The union that represents flight attendants at American Airlines rejected the carrier’s offer that would raise pay by 17%.

Previously, American CEO Robert Isom offered its flight attendants a 17% wage increase as they weigh a potential strike. He also told flight attendants in a video sent to them on Wednesday that the airline would also revise its formula for higher profit sharing.  

“We will be back at the table with [Association of Professional Flight Attendants] leadership next week and a deal is within reach,” Isom said in the video, “but I don’t know how long it will take to get to the finish line and I don’t want another day to go by without increasing your pay.”

However, the union that represents American’s flight attendants said they want a complete contract. 

“This is not the first time management has offered a similar idea, such as the short-term contract earlier in the year,” APFA said in a statement. “APFA’s position has been Flight Attendants want and need a complete contract.” 

APFA’s board of directors said it unanimously rejected American’s offer.
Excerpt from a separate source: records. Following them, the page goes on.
//! S3-backed file storage: per-user uploads and profile photos.

use aws_sdk_s3::Client;
use aws_sdk_s3::error::DisplayErrorContext;
use aws_sdk_s3::primitives::ByteStream;
use bytes::Bytes;

use crate::errors::Error;

#[derive(Clone)]
pub struct StorageService {
    client: Client,
    bucket: String,
}

impl StorageService {
    pub fn new(client: Client, bucket: String) -> Self {
        Self { client, bucket }
    }

    /// Store an object under the given key.
    pub async fn put_object(&self, key: &str, data: Bytes) -> Result<(), Error> {
        self.client
            .put_object()
            .bucket(&self.bucket)
            .key(key)
            .body(ByteStream::from(data))
            .send()
            .await
            .map_err(|e| Error::Internal {
                operation: format!("store {key} in {}: {}", self.bucket, DisplayErrorContext(&e)),
            })?;

        Ok(())
    }

    /// Names of the objects under `{username}/`, with the prefix stripped.
    pub async fn list_user_files(&self, username: &str) -> Result<Vec<String>, Error> {
        let prefix = format!("{username}/");

        let response = self
            .client
            .list_objects_v2()
            .bucket(&self.bucket)
            .prefix(&prefix)
            .send()
            .await
            .map_err(|e| Error::Internal {
                operation: format!("list files under {prefix}: {}", DisplayErrorContext(&e)),
            })?;

        let files = response
            .contents()
            .iter()
            .filter_map(|object| object.key())
            .map(|key| key.split_once('/').map(|(_, rest)| rest).unwrap_or(key).to_string())
            .filter(|name| !name.is_empty())
            .collect();

        Ok(files)
    }

    /// Fetch a whole object into memory.
    pub async fn get_object(&self, key: &str) -> Result<Bytes, Error> {
        let response = self
            .client
            .get_object()
            .bucket(&self.bucket)
            .key(key)
            .send()
            .await
            .map_err(|e| Error::Internal {
                operation: format!("fetch {key} from {}: {}", self.bucket, DisplayErrorContext(&e)),
            })?;

        let body = response.body.collect().await.map_err(|e| Error::Internal {
            operation: format!("read body of {key}: {e}"),
        })?;

        Ok(body.into_bytes())
    }

    /// Public https URL of an object, virtual-hosted style.
    pub fn public_url(&self, key: &str) -> String {
        format!("https://{}.s3.amazonaws.com/{key}", self.bucket)
    }
}

#[cfg(test)]
mod tests {
    use super::*;
    use crate::test_utils::test_sdk_config;
    use wiremock::matchers::{method, path, query_param};
    use wiremock::{Mock, MockServer, ResponseTemplate};

    async fn test_service(server: &MockServer) -> StorageService {
        let sdk_config = test_sdk_config(&server.uri()).await;
        let s3_config = aws_sdk_s3::config::Builder::from(&sdk_config)
            .force_path_style(true)
            .build();
        StorageService {
            client: Client::from_conf(s3_config),
            bucket: "cubby-files".to_string(),
        }
    }

    #[test]
    fn test_public_url() {
        let service = StorageService {
            client: Client::from_conf(aws_sdk_s3::Config::builder().behavior_version_latest().build()),
            bucket: "cubby-files".to_string(),
        };
        assert_eq!(
            service.public_url("profile_photos/alice_1_me.png"),
            "https://cubby-files.s3.amazonaws.com/profile_photos/alice_1_me.png"
        );
    }

    #[tokio::test]
    async fn test_list_user_files_strips_prefix() {
        let server = MockServer::start().await;
        Mock::given(method("GET"))
            .and(path("/cubby-files/"))
            .and(query_param("list-type", "2"))
            .and(query_param("prefix", "alice/"))
            .respond_with(ResponseTemplate::new(200).set_body_string(
                r#"<?xml version="1.0" encoding="UTF-8"?>
<ListBucketResult xmlns="http://s3.amazonaws.com/doc/2006-03-01/">
  <Name>cubby-files</Name>
  <Prefix>alice/</Prefix>
  <KeyCount>3</KeyCount>
  <MaxKeys>1000</MaxKeys>
  <IsTruncated>false</IsTruncated>
  <Contents>
    <Key>alice/</Key>
    <LastModified>2024-01-01T00:00:00.000Z</LastModified>
    <ETag>&quot;d41d8cd98f00b204e9800998ecf8427e&quot;</ETag>
    <Size>0</Size>
    <StorageClass>STANDARD</StorageClass>
  </Contents>
  <Contents>
    <Key>alice/notes.txt</Key>
    <LastModified>2024-01-02T00:00:00.000Z</LastModified>
    <ETag>&quot;abc123&quot;</ETag>
    <Size>11</Size>
    <StorageClass>STANDARD</StorageClass>
  </Contents>
  <Contents>
    <Key>alice/report.pdf</Key>
    <LastModified>2024-01-03T00:00:00.000Z</LastModified>
    <ETag>&quot;def456&quot;</ETag>
    <Size>2048</Size>
    <StorageClass>STANDARD</StorageClass>
  </Contents>
</ListBucketResult>"#,
            ))
            .mount(&server)
            .await;

        let service = test_service(&server).await;
        let files = service.list_user_files("alice").await.unwrap();

        // The folder-marker key collapses to an empty name and is dropped
        assert_eq!(files, vec!["notes.txt".to_string(), "report.pdf".to_string()]);
    }

    #[tokio::test]
    async fn test_get_object_returns_bytes() {
        let server = MockServer::start().await;
        Mock::given(method("GET"))
            .and(path("/cubby-files/alice/notes.txt"))
            .respond_with(ResponseTemplate::new(200).set_body_bytes(b"hello world".to_vec()))
            .mount(&server)
            .await;

        let service = test_service(&server).await;
        let data = service.get_object("alice/notes.txt").await.unwrap();

        assert_eq!(data.as_ref(), b"hello world");
    }

    #[tokio::test]
    async fn test_get_missing_object_is_internal_error() {
        let server = MockServer::start().await;
        Mock::given(method("GET"))
            .and(path("/cubby-files/alice/nope.txt"))
            .respond_with(ResponseTemplate::new(404).set_body_string(
                r#"<?xml version="1.0" encoding="UTF-8"?>
<Error>
  <Code>NoSuchKey</Code>
  <Message>The specified key does not exist.</Message>
  <Key>alice/nope.txt</Key>
  <RequestId>4442587FB7D0A2F9</RequestId>
</Error>"#,
            ))
            .mount(&server)
            .await;

        let service = test_service(&server).await;
        let err = service.get_object("alice/nope.txt").await.unwrap_err();

        assert!(matches!(err, Error::Internal { .. }));
    }

    #[tokio::test]
    async fn test_put_object() {
        let server = MockServer::start().await;
        Mock::given(method("PUT"))
            .and(path("/cubby-files/alice/hello.txt"))
            .respond_with(ResponseTemplate::new(200).insert_header("etag", "\"abc123\""))
            .expect(1)
            .mount(&server)
            .await;

        let service = test_service(&server).await;
        service
            .put_object("alice/hello.txt", Bytes::from_static(b"hi"))
            .await
            .unwrap();
    }
}
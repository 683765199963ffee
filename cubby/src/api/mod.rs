//! HTTP surface: request/response models and route handlers.

pub mod handlers;
pub mod models;
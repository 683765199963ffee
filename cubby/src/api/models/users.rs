//! API request/response models for users and their pages.

use serde::{Deserialize, Serialize};
use utoipa::{IntoParams, ToSchema};

use crate::auth::token::AccessClaims;

/// The authenticated caller, as established by the session extractor.
#[derive(Debug, Clone, Serialize, Deserialize, ToSchema)]
pub struct CurrentUser {
    pub sub: String,
    pub username: Option<String>,
}

impl From<AccessClaims> for CurrentUser {
    fn from(claims: AccessClaims) -> Self {
        Self {
            username: claims.username().map(str::to_string),
            sub: claims.sub,
        }
    }
}

/// Query parameters for pages that key off a username.
#[derive(Debug, Deserialize, IntoParams, ToSchema)]
pub struct UserQuery {
    /// Username whose data to show
    pub user: Option<String>,
}

/// Form body for the profile page message box.
#[derive(Debug, Deserialize, ToSchema)]
pub struct MessageForm {
    pub user: Option<String>,
    pub message: Option<String>,
}
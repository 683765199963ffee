//! Embedded static assets (stylesheets) served under `/static`.

use rust_embed::RustEmbed;

#[derive(RustEmbed)]
#[folder = "static/"]
pub struct Assets;
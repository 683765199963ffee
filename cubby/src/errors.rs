use crate::templates;
use axum::{
    http::StatusCode,
    response::{IntoResponse, Response},
};
use thiserror::Error as ThisError;

#[derive(ThisError, Debug)]
pub enum Error {
    /// Authentication required but not provided
    #[error("Not authenticated")]
    Unauthenticated { message: Option<String> },

    /// Invalid request data
    #[error("{message}")]
    BadRequest { message: String },

    /// Generic internal service error
    #[error("Failed to {operation}")]
    Internal { operation: String },

    /// Unexpected error with full context chain
    #[error(transparent)]
    Other(#[from] anyhow::Error),
}

impl Error {
    pub fn status_code(&self) -> StatusCode {
        match self {
            Error::Unauthenticated { .. } => StatusCode::UNAUTHORIZED,
            Error::BadRequest { .. } => StatusCode::BAD_REQUEST,
            Error::Internal { .. } => StatusCode::INTERNAL_SERVER_ERROR,
            Error::Other(_) => StatusCode::INTERNAL_SERVER_ERROR,
        }
    }

    /// Returns a user-safe error message, without leaking internal implementation details
    pub fn user_message(&self) -> String {
        match self {
            Error::Unauthenticated { message } => message.clone().unwrap_or_else(|| "Not authenticated".to_string()),
            Error::BadRequest { message } => message.clone(),
            Error::Internal { .. } => "Internal server error".to_string(),
            Error::Other(_) => "Internal server error".to_string(),
        }
    }
}

impl IntoResponse for Error {
    fn into_response(self) -> Response {
        // Log full error details for debugging - different log levels based on severity
        match &self {
            Error::Internal { .. } | Error::Other(_) => {
                tracing::error!("Internal service error: {:#}", self);
            }
            Error::Unauthenticated { .. } => {
                tracing::info!("Authentication error: {}", self);
            }
            Error::BadRequest { .. } => {
                tracing::debug!("Client error: {}", self);
            }
        }

        let status = self.status_code();
        let user_message = self.user_message();

        // Browser-facing app: errors render as an HTML page, with a plain-text
        // fallback if the template itself cannot be rendered.
        match templates::render_error_page(status, &user_message) {
            Ok(page) => (status, page).into_response(),
            Err(_) => (status, user_message).into_response(),
        }
    }
}

/// Type alias for service operation results
pub type Result<T> = std::result::Result<T, Error>;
“Management should focus on reaching an agreement with APFA rather than concocting schemes to take the pressure off,” the union’s national officers and board of directors said in a statement.

American Flight Attendants Inch Closer to Striking

Negotiations between American’s flight attendants and management have stalled for months and are now intensifying as the union considers a strike. On Wednesday, APFA said it would open a strike command center

Since airlines fall under the Railway Labor Act, it’s harder for their employees to strike. The National Mediation Board, which oversees negotiations under the RLA, would need to grant the union’s request to strike. And before APFA members can strike, they would have to wait out a 30-day cooling off period. 
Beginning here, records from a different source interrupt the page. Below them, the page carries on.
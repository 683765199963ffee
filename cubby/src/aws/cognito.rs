//! Cognito user pool integration: sign-up, confirmation and password login.
//!
//! All three calls attach the `SECRET_HASH` parameter when the app client has
//! a secret configured; secret-less app clients simply omit it.

use aws_sdk_cognitoidentityprovider::Client;
use aws_sdk_cognitoidentityprovider::error::{DisplayErrorContext, ProvideErrorMetadata, SdkError};
use aws_sdk_cognitoidentityprovider::types::{AttributeType, AuthFlowType};
use base64::{Engine as _, engine::general_purpose::STANDARD};
use hmac::{Hmac, Mac};
use sha2::Sha256;
use thiserror::Error as ThisError;

use crate::config::CognitoConfig;

/// An error returned by the identity provider, reduced to the service error
/// code and message. Transport failures carry no code.
#[derive(Debug, ThisError)]
#[error("{message}")]
pub struct IdentityError {
    pub code: Option<String>,
    pub message: String,
}

impl IdentityError {
    fn from_sdk<E>(err: SdkError<E>) -> Self
    where
        E: ProvideErrorMetadata + std::error::Error + Send + Sync + 'static,
    {
        let code = err.code().map(str::to_string);
        let message = match err.message() {
            Some(message) => message.to_string(),
            None => DisplayErrorContext(&err).to_string(),
        };
        Self { code, message }
    }

    /// The message shown to users on the registration/login/confirmation forms.
    pub fn friendly_message(&self) -> String {
        match self.code.as_deref() {
            Some("NotAuthorizedException") => "Incorrect username or password!".to_string(),
            Some("UserNotFoundException") => "User does not exist!".to_string(),
            Some("UserNotConfirmedException") => {
                "User not confirmed. Please check your email or phone for the confirmation code.".to_string()
            }
            Some("UsernameExistsException") => "A user with this username already exists!".to_string(),
            Some("ExpiredCodeException") => "Confirmation code expired. Please request a new one.".to_string(),
            Some("CodeMismatchException") => "Invalid confirmation code.".to_string(),
            _ => format!("Error: {}", self.message),
        }
    }
}

/// Tokens issued by a successful password login.
#[derive(Debug, Clone)]
pub struct AuthTokens {
    pub access_token: String,
    pub id_token: String,
    pub refresh_token: String,
}

#[derive(Clone)]
pub struct CognitoService {
    client: Client,
    client_id: String,
    client_secret: Option<String>,
}

impl CognitoService {
    pub fn new(client: Client, config: &CognitoConfig, client_secret: Option<String>) -> Self {
        Self {
            client,
            client_id: config.client_id.clone(),
            client_secret,
        }
    }

    /// Register a new user with the standard attribute set. The `name`
    /// attribute mirrors the username.
    pub async fn sign_up(
        &self,
        username: &str,
        password: &str,
        email: &str,
        address: &str,
        phone_number: &str,
    ) -> Result<(), IdentityError> {
        let attribute = |name: &str, value: &str| {
            AttributeType::builder()
                .name(name)
                .value(value)
                .build()
                .map_err(|e| IdentityError {
                    code: None,
                    message: format!("build user attribute {name}: {e}"),
                })
        };

        let mut request = self
            .client
            .sign_up()
            .client_id(&self.client_id)
            .username(username)
            .password(password)
            .user_attributes(attribute("email", email)?)
            .user_attributes(attribute("name", username)?)
            .user_attributes(attribute("address", address)?)
            .user_attributes(attribute("phone_number", phone_number)?);

        if let Some(hash) = self.secret_hash(username) {
            request = request.secret_hash(hash);
        }

        request.send().await.map_err(IdentityError::from_sdk)?;
        Ok(())
    }

    /// Confirm a freshly registered user with the emailed/texted code.
    pub async fn confirm_sign_up(&self, username: &str, code: &str) -> Result<(), IdentityError> {
        let mut request = self
            .client
            .confirm_sign_up()
            .client_id(&self.client_id)
            .username(username)
            .confirmation_code(code);

        if let Some(hash) = self.secret_hash(username) {
            request = request.secret_hash(hash);
        }

        request.send().await.map_err(IdentityError::from_sdk)?;
        Ok(())
    }

    /// Verify a username/password pair via the `USER_PASSWORD_AUTH` flow and
    /// return the issued tokens.
    pub async fn initiate_auth(&self, username: &str, password: &str) -> Result<AuthTokens, IdentityError> {
        let mut request = self
            .client
            .initiate_auth()
            .auth_flow(AuthFlowType::UserPasswordAuth)
            .client_id(&self.client_id)
            .auth_parameters("USERNAME", username)
            .auth_parameters("PASSWORD", password);

        if let Some(hash) = self.secret_hash(username) {
            request = request.auth_parameters("SECRET_HASH", hash);
        }

        let response = request.send().await.map_err(IdentityError::from_sdk)?;

        let result = response.authentication_result().ok_or_else(|| IdentityError {
            code: None,
            message: "authentication did not return tokens (unexpected challenge)".to_string(),
        })?;

        let access_token = result.access_token().ok_or_else(|| IdentityError {
            code: None,
            message: "authentication result carried no access token".to_string(),
        })?;

        Ok(AuthTokens {
            access_token: access_token.to_string(),
            id_token: result.id_token().unwrap_or_default().to_string(),
            refresh_token: result.refresh_token().unwrap_or_default().to_string(),
        })
    }

    fn secret_hash(&self, username: &str) -> Option<String> {
        self.client_secret
            .as_deref()
            .map(|secret| compute_secret_hash(secret, username, &self.client_id))
    }
}

/// `SECRET_HASH` as Cognito defines it: base64 of HMAC-SHA256 over
/// `username + client_id`, keyed with the app client secret.
fn compute_secret_hash(client_secret: &str, username: &str, client_id: &str) -> String {
    type HmacSha256 = Hmac<Sha256>;

    let mut mac = HmacSha256::new_from_slice(client_secret.as_bytes()).expect("HMAC accepts keys of any length");
    mac.update(username.as_bytes());
    mac.update(client_id.as_bytes());

    STANDARD.encode(mac.finalize().into_bytes())
}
Other airlines are also in the middle of tense negotiations with their flight attendants unions. Alaska Airlines and United Airlines are still bargaining with their flight attendants. Delta Air Lines flight attendants are in the middle of a union campaign to join the Association of Flight Attendants.  

Southwest Airlines just reached an agreement with its flight attendants with 22.3% raises. 

A Sore Point for American

The stalled negotiations among American flight attendants and management have become a sore point for the airline. After chief commercial officer Vasu Raja abruptly exited the company last week, TD Cowen analyst Helane Becker wrote that American needs to reach an agreement with its flight attendants soon. 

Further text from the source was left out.